When someone asks a question or expresses doubt about our faith, how confident are we to answer? If we are not, then we shouldn’t be surprised if they question whether we have really thought through what we believe.
That doesn’t mean that we have nice, neat answers for every question. In fact, there aren’t nice, neat answers for most questions. What it does mean is that you know the issues, you have seriously thought about them and have come to the conclusion that a resolution exists that affirms the Christ-centered view of life and the world.
Here are some questions people have addressed to me I have dealt with over the past few years:
. . . About God
Doesn’t science prove that God doesn’t need to exist?
If He does exists, why does God not make his presence more real?
Why does he let bad things happen to people, like children getting abused by adults or dying of cancer or a natural disaster?
. . . About the Bible
How can you have a book from God that was written by people?
Why the Bible and not the Quran, or the Upanishads, or other “holy” books?
Why did God order Israel’s army to kill all the people, including children (Deut. 20:16)?
Why does God order execution for disobedient children, gays, and people who work on the Sabbath?
Why did so many Bible heroes have a lot of wives? Why can’t we?
. . . About Christians
Why are many Christians so close-minded and mean-spirited?
Why do Christians hate gays and Hispanics?
How come Christians still sin as much as everyone else?
How come Christians dislike each other? Why are there so many denominations?
Why do churches spend so much money on their nice buildings while so many people suffer from poverty and disease?
. . . About the world
If Christianity is true, then why are there so many other religions who think they are right and Christians are wrong?
If Christianity is true, why haven’t most people in the world had an opportunity to hear about it?
Do you feel overwhelmed? I do.
Rest assured you don’t need to argue to convince, but explain to understand.
Time to Be Different
Get a good list of books, articles and websites that are helpful. Use these in two ways: for you to read and for you to give as references to those who ask questions. Read a little bit every day; even if it is just a page. Make it a daily habit. Get your mind used to thinking about how “to give an answer for the hope within you to everyone who asks” (1 Peter3:15).
Read C. S. Lewis, Ravi Zacharias, William Lane Craig, Tim Keller, etc. If you have daily drive time, download or get CDs from these speakers and listen as they think out loud about difficult questions.

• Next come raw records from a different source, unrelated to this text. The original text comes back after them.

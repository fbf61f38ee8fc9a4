//! File locations for the importer.
//!
//! Resolution order: explicit `--config` file, then `sales_importer.toml` in
//! the working directory, then built-in defaults. Command-line flags are
//! applied on top by the binaries.

use anyhow::{Context, Result};
use serde::Deserialize;
use std::fs;
use std::path::{Path, PathBuf};
use tracing::debug;

/// Looked up in the working directory when no `--config` is given
pub const DEFAULT_CONFIG_FILE: &str = "sales_importer.toml";

#[derive(Debug, Clone, PartialEq, Deserialize)]
#[serde(default, deny_unknown_fields)]
pub struct Config {
    /// Directory holding the master file, the import log and import files
    pub data_dir: PathBuf,

    /// Master sales file name inside `data_dir`
    pub all_sales_file: String,

    /// Imported-file log name inside `data_dir`
    pub imported_files_log: String,

    /// SQLite database path
    pub database: PathBuf,
}

impl Default for Config {
    fn default() -> Self {
        Config {
            data_dir: PathBuf::from("data"),
            all_sales_file: "all_sales.csv".to_string(),
            imported_files_log: "imported_files.txt".to_string(),
            database: PathBuf::from("db").join("sales_db.sqlite"),
        }
    }
}

impl Config {
    pub fn load(config_path: Option<&Path>) -> Result<Self> {
        match config_path {
            Some(path) => Self::from_file(path),
            None => {
                let default_path = Path::new(DEFAULT_CONFIG_FILE);
                if default_path.exists() {
                    Self::from_file(default_path)
                } else {
                    debug!("no config file, using defaults");
                    Ok(Self::default())
                }
            }
        }
    }

    pub fn from_file(path: &Path) -> Result<Self> {
        let content = fs::read_to_string(path)
            .with_context(|| format!("Failed to read config file: {}", path.display()))?;
        let config = Self::parse(&content)
            .with_context(|| format!("Failed to parse {}", path.display()))?;

        debug!(file = %path.display(), ?config, "loaded config");
        Ok(config)
    }

    pub fn parse(content: &str) -> Result<Self> {
        Ok(toml::from_str(content)?)
    }

    pub fn all_sales_path(&self) -> PathBuf {
        self.data_dir.join(&self.all_sales_file)
    }

    pub fn imported_files_path(&self) -> PathBuf {
        self.data_dir.join(&self.imported_files_log)
    }
}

I like listening to the many debates that are available.
Here are some examples:
A Reasonable Response: Answers to Tough Questions on God, Christianity, and the Bible, by William Lane Craig and Joseph E. Gorra
When Skeptics Ask: A Handbook on Christian Evidences, Revised and Updated, by Norman L. Geisler and Ronald M. Brooks
And check out the “Reasonable Faith” website and app. It has a Q&A approach that allows you to see and hear several sides to questions.
And exploreGod.com is a good site to recommend to those who have questions.

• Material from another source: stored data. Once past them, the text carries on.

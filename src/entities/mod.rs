// Entity Models
//
// - Region: fixed (code, name) enumeration
// - Sales: one record with per-field bad-data flags, and the ordered list

pub mod region;
pub mod sales;

pub use region::{Region, Regions};
pub use sales::{parse_amount, parse_date, parse_decimal, Sales, SalesList, BAD_FIELD};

Some of you may have other suggestions so please chime in.
Attitude is Everything
Getting equipped means more than merely having clever answers for these questions but relaxing and taking the time to have a conversation. To hear people speak and sense their heart behind the words.

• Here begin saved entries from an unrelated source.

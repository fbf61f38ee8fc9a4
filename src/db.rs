use crate::entities::{parse_date, Region, Regions, Sales, SalesList};
use anyhow::{bail, Context, Result};
use chrono::NaiveDate;
use rusqlite::{params, Connection, OptionalExtension, Row};
use rust_decimal::prelude::{FromPrimitive, ToPrimitive};
use rust_decimal::Decimal;
use std::fs;
use std::path::Path;
use tracing::{debug, info};

/// Open (or create) the sales database and make sure the schema exists
pub fn open_database(db_path: &Path) -> Result<Connection> {
    if let Some(parent) = db_path.parent() {
        if !parent.as_os_str().is_empty() {
            fs::create_dir_all(parent)
                .with_context(|| format!("Failed to create {}", parent.display()))?;
        }
    }

    let conn = Connection::open(db_path)
        .with_context(|| format!("Failed to open database: {}", db_path.display()))?;
    setup_database(&conn)?;

    debug!(db = %db_path.display(), "database ready");
    Ok(conn)
}

pub fn setup_database(conn: &Connection) -> Result<()> {
    // Enable WAL mode for crash recovery
    conn.pragma_update(None, "journal_mode", "WAL")?;

    // ==========================================================================
    // Region Table (static lookup)
    // ==========================================================================
    conn.execute(
        "CREATE TABLE IF NOT EXISTS Region (
            code TEXT PRIMARY KEY,
            name TEXT NOT NULL
        )",
        [],
    )?;

    // ==========================================================================
    // Sales Table
    // ==========================================================================
    conn.execute(
        "CREATE TABLE IF NOT EXISTS Sales (
            ID INTEGER PRIMARY KEY AUTOINCREMENT,
            amount REAL NOT NULL,
            salesDate TEXT NOT NULL,
            region TEXT NOT NULL REFERENCES Region(code)
        )",
        [],
    )?;

    conn.execute(
        "CREATE INDEX IF NOT EXISTS idx_sales_date_region ON Sales(salesDate, region)",
        [],
    )?;

    // One row per (amount, date, region): reloading the same file is a no-op
    conn.execute(
        "CREATE UNIQUE INDEX IF NOT EXISTS idx_sales_unique ON Sales(amount, salesDate, region)",
        [],
    )?;

    seed_regions(conn, &Regions::standard())?;

    Ok(())
}

/// Insert the given regions, leaving existing codes untouched
pub fn seed_regions(conn: &Connection, regions: &Regions) -> Result<usize> {
    let mut inserted = 0;
    for region in regions {
        inserted += conn.execute(
            "INSERT OR IGNORE INTO Region (code, name) VALUES (?1, ?2)",
            params![region.code, region.name],
        )?;
    }
    Ok(inserted)
}

/// Region code and name from the Region table, in insertion order
pub fn retrieve_regions(conn: &Connection) -> Result<Regions> {
    let mut stmt = conn.prepare("SELECT code, name FROM Region ORDER BY rowid")?;

    let regions = stmt
        .query_map([], |row| {
            Ok(Region {
                code: row.get(0)?,
                name: row.get(1)?,
            })
        })?
        .collect::<Result<Vec<_>, _>>()?;

    Ok(Regions::from_list(regions))
}

/// First sales row (lowest ID) recorded for the given date and region
pub fn retrieve_sales_by_date_region(
    conn: &Connection,
    sales_date: NaiveDate,
    region_code: &str,
) -> Result<Option<Sales>> {
    let sales = conn
        .query_row(
            "SELECT s.ID, s.amount, s.salesDate, s.region, r.name
             FROM Sales s
             JOIN Region r ON r.code = s.region
             WHERE s.salesDate = ?1 AND s.region = ?2
             ORDER BY s.ID
             LIMIT 1",
            params![sales_date.format(Sales::DATE_FORMAT).to_string(), region_code],
            sales_from_row,
        )
        .optional()?;

    Ok(sales)
}

pub fn retrieve_sales_by_id(conn: &Connection, id: u32) -> Result<Option<Sales>> {
    let sales = conn
        .query_row(
            "SELECT s.ID, s.amount, s.salesDate, s.region, r.name
             FROM Sales s
             JOIN Region r ON r.code = s.region
             WHERE s.ID = ?1",
            params![id],
            sales_from_row,
        )
        .optional()?;

    Ok(sales)
}

/// Update amount, salesDate and region of the row with `sales.id`.
/// Returns false when no row has that ID.
pub fn update_sales(conn: &Connection, sales: &Sales) -> Result<bool> {
    let (Some(amount), Some(_)) = (sales.amount, sales.sales_date) else {
        bail!("Cannot store sales with bad data: {}", sales);
    };
    let amount = amount
        .to_f64()
        .with_context(|| format!("Amount out of range: {}", amount))?;

    let changed = conn.execute(
        "UPDATE Sales
         SET amount = ?1, salesDate = ?2, region = ?3
         WHERE ID = ?4",
        params![amount, sales.date_text(), sales.region.code, sales.id],
    )?;

    info!(id = sales.id, changed, "updated sales");
    Ok(changed > 0)
}

/// Outcome of `insert_sales`
#[derive(Debug, Clone, Copy, Default, PartialEq, Eq)]
pub struct InsertSummary {
    pub inserted: usize,
    /// Already stored with the same amount, date and region
    pub duplicates: usize,
    /// Bad amount or date, never stored
    pub skipped: usize,
}

/// Persist a sales list in one transaction. Records with bad data are
/// skipped, records already in the table are counted as duplicates.
pub fn insert_sales(conn: &Connection, sales_list: &SalesList) -> Result<InsertSummary> {
    let mut summary = InsertSummary::default();
    let tx = conn.unchecked_transaction()?;

    for sales in sales_list {
        let amount = match sales.amount.and_then(|a| a.to_f64()) {
            Some(amount) if sales.sales_date.is_some() => amount,
            _ => {
                summary.skipped += 1;
                continue;
            }
        };

        let result = tx.execute(
            "INSERT INTO Sales (amount, salesDate, region) VALUES (?1, ?2, ?3)",
            params![amount, sales.date_text(), sales.region.code],
        );

        match result {
            Ok(_) => summary.inserted += 1,
            Err(rusqlite::Error::SqliteFailure(err, _))
                if err.code == rusqlite::ErrorCode::ConstraintViolation =>
            {
                summary.duplicates += 1;
            }
            Err(e) => return Err(e.into()),
        }
    }

    tx.commit()?;

    info!(
        inserted = summary.inserted,
        duplicates = summary.duplicates,
        skipped = summary.skipped,
        "inserted sales"
    );
    Ok(summary)
}

pub fn get_all_sales(conn: &Connection) -> Result<SalesList> {
    let mut stmt = conn.prepare(
        "SELECT s.ID, s.amount, s.salesDate, s.region, r.name
         FROM Sales s
         JOIN Region r ON r.code = s.region
         ORDER BY s.ID",
    )?;

    let sales = stmt
        .query_map([], sales_from_row)?
        .collect::<Result<Vec<_>, _>>()?;

    Ok(SalesList::from(sales))
}

pub fn verify_count(conn: &Connection) -> Result<i64> {
    let count: i64 = conn.query_row("SELECT COUNT(*) FROM Sales", [], |row| row.get(0))?;

    Ok(count)
}

fn sales_from_row(row: &Row<'_>) -> rusqlite::Result<Sales> {
    let id: i64 = row.get(0)?;
    let amount: f64 = row.get(1)?;
    let sales_date: String = row.get(2)?;

    Ok(Sales {
        id: u32::try_from(id).map_err(|_| rusqlite::Error::IntegralValueOutOfRange(0, id))?,
        amount: Decimal::from_f64(amount)
            .map(|a| a.round_dp(2))
            .filter(|a| *a > Decimal::ZERO),
        sales_date: parse_date(&sales_date),
        region: Region {
            code: row.get(3)?,
            name: row.get(4)?,
        },
    })
}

Out world is weary of self-serving Christian organizations and individuals who call people “ungodly,” “ignorant” and “intolerant” before they even begin to engage them. We represent Christ in what we say and how we say it. Peter reminds us that we are to give answers “with gentleness and respect, keeping a clear conscience so that those who speak maliciously against your good behavior in Christ may be ashamed of their slander” (1 Peter 3: 15-16).
Conventional wisdom says that Christians are mindless, unthinking, and mean-spirited. It’s time to turn conventional wisdom on its head and merely put into practice what our Lord asked us to do. Let’s put aside bumper sticker and refrigerator magnet theology. We are blessed with incredible resources at our fingertips and amazing opportunities every day. It’s time to be different.